How to write a new graph algorithm#

This document is intended as a reference for someone trying to implement their first gunrock/essentials application. As an example, I’ll walk you through re-implementing single-source shortest paths (sssp). This application already exists in essentials, but we’ll use a different name (my_sssp) so you can see all of the steps.

Algorithm’s Overview#

Before writing any essentials code, let’s walk through the single-source shortest paths algorithm that we’ll be implementing. We’ll implement a fully functional algorithm in Python, so you can test and modify an actual piece of code.

Note that this SSSP algorithm looks quite a bit different from a standard Dijkstra’s algorithm. This kind of algorithmic re-formulation is often necessary to expose a lot of parallelism in the algorithm and to use the highly-optimized operators in essentials. (If you’re familiar w/ gunrock programming, this kind of thing should be familiar.)

As we go through the essentials implementation, refer back to this implementation to see the one-to-one correspondence between this simple (and very slow…) Python implementation and the fast essentials code.

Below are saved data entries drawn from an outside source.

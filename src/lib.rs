//! Morse-code audio synthesis engine: tone queue, PCM generator, straight
//! key and iambic keyer, wired together behind a single control plane.

pub mod alphabet;
pub mod control;
pub mod error;
pub mod generator;
pub mod keyer;
pub mod queue;
pub mod sink;
pub mod timing;
pub mod tone;

pub use control::ControlPlane;
pub use error::{CwError, CwResult};
pub use generator::{Generator, GeneratorHandle, KeyerHook, KeyingCallback, ToneShape};
pub use keyer::{IambicKeyer, StraightKey};
pub use queue::{Dequeued, QueueState, ToneQueue};
pub use sink::{AudioSink, ConsoleSink, NullSink, RodioSink, WavSink};
pub use timing::Timing;
pub use tone::{SlopeMode, Tone};
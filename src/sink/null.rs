use std::thread;
use std::time::Duration;

use super::{AudioSink, SAMPLE_RATE_PROBE_ORDER};
use crate::error::CwResult;
use crate::tone::Tone;

/// Reference backend used by tests and headless runs. Never touches real
/// audio hardware; `render_tone_directly` just sleeps out the duration
/// (spec §4.3 step 4).
#[derive(Debug, Default)]
pub struct NullSink {
    sample_rate: u32,
}

impl AudioSink for NullSink {
    fn open(&mut self, probe_rates: &[u32]) -> CwResult<u32> {
        self.sample_rate = probe_rates
            .first()
            .copied()
            .unwrap_or(SAMPLE_RATE_PROBE_ORDER[0]);
        Ok(self.sample_rate)
    }

    fn write(&mut self, _samples: &[i16]) -> CwResult<()> {
        Ok(())
    }

    fn renders_directly(&self) -> bool {
        true
    }

    fn render_tone_directly(&mut self, tone: Tone) -> CwResult<()> {
        thread::sleep(Duration::from_micros(tone.duration_us));
        Ok(())
    }
}

#[cfg(test)]
mod tests {
    use super::*;
    use crate::tone::SlopeMode;

    #[test]
    fn opens_at_first_probe_rate() {
        let mut sink = NullSink::default();
        let rate = sink.open(SAMPLE_RATE_PROBE_ORDER).unwrap();
        assert_eq!(rate, 44100);
    }

    #[test]
    fn renders_directly_and_returns_quickly_for_short_tones() {
        let mut sink = NullSink::default();
        sink.open(SAMPLE_RATE_PROBE_ORDER).unwrap();
        let start = std::time::Instant::now();
        sink.render_tone_directly(Tone::new(600, 500, SlopeMode::NoSlopes))
            .unwrap();
        assert!(start.elapsed() < Duration::from_millis(50));
    }
}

Details are given inline below.

import numpy as np
from scipy.io import mmread

def my_sssp(csr, single_source, distances):
  # initialize distance array
  distances[:]             = np.inf
  distances[single_source] = 0
  
  # initialize internal datastructures
  n_vertices = csr.shape[0]
  visited    = np.zeros(n_vertices) - 1
  
  # intialize the frontier
  frontier_in  = [single_source]
  frontier_out = []
  
  iteration = 0
  while len(frontier_in) > 0:
    
    # --
    # advance step
    
    # For each vertex `source` in the frontier:
    #  For each `neighbor` of `source` in the graph:
    #   Check whether path to `neighbor` through `source` is shorter than current distance to `neighbor`
    #   If so, update distance and add `neighbor` to frontier of active vertices
    
    for source in frontier_in:
      
      neighbors = csr.indices[csr.indptr[source]:csr.indptr[source + 1]]
      weights   = csr.data[csr.indptr[source]:csr.indptr[source + 1]]
      
      for neighbor, weight in zip(neighbors, weights):
        
        new_dist = distances[source] + weight
        old_dist = distances[neighbor]
        distances[neighbor] = min(distances[neighbor], new_dist)
        
        if new_dist < old_dist:
          frontier_out.append(neighbor)
    
    frontier_in  = frontier_out
    frontier_out = []
    
    # --
    # filter step
    
    # Remove vertices w/ 0 outdegree from the frontier; and
    # De-duplicate the frontier; and
    # Record step at which the shortest path to `vertex` was found
    
    for vertex in frontier_in:
      
      n_neighbors = csr.indptr[source] - csr.indptr[source + 1]
      if n_neighbors == 0: continue
      
      if visited[vertex] == iteration: continue
      visited[vertex] = iteration
      
      frontier_out.append(vertex)
    
    frontier_in  = frontier_out
    frontier_out = []
    
    iteration += 1
  

# --
# Run w/ small test dataset

csr           = mmread('../datasets/chesapeake.mtx').tocsr()
n_vertices    = csr.shape[0]
single_source = 0
distances     = np.zeros(n_vertices)
my_sssp(csr, single_source, distances)
print(distances)

Directory Structure#

To implement my_sssp, you’ll need to modify 1 existing file:

examples/CMakeLists.txt

and create 3 new files:

examples/my_sssp/CMakeLists.txt
examples/my_sssp/my_sssp.cu
include/gunrock/algorithms/my_sssp.hxx

0) Before getting started …#

Depending on your GPU, you may also want to edit the CUDA_ARCHITECTURES variable in $PROJECT_ROOT/CMakeLists.txt.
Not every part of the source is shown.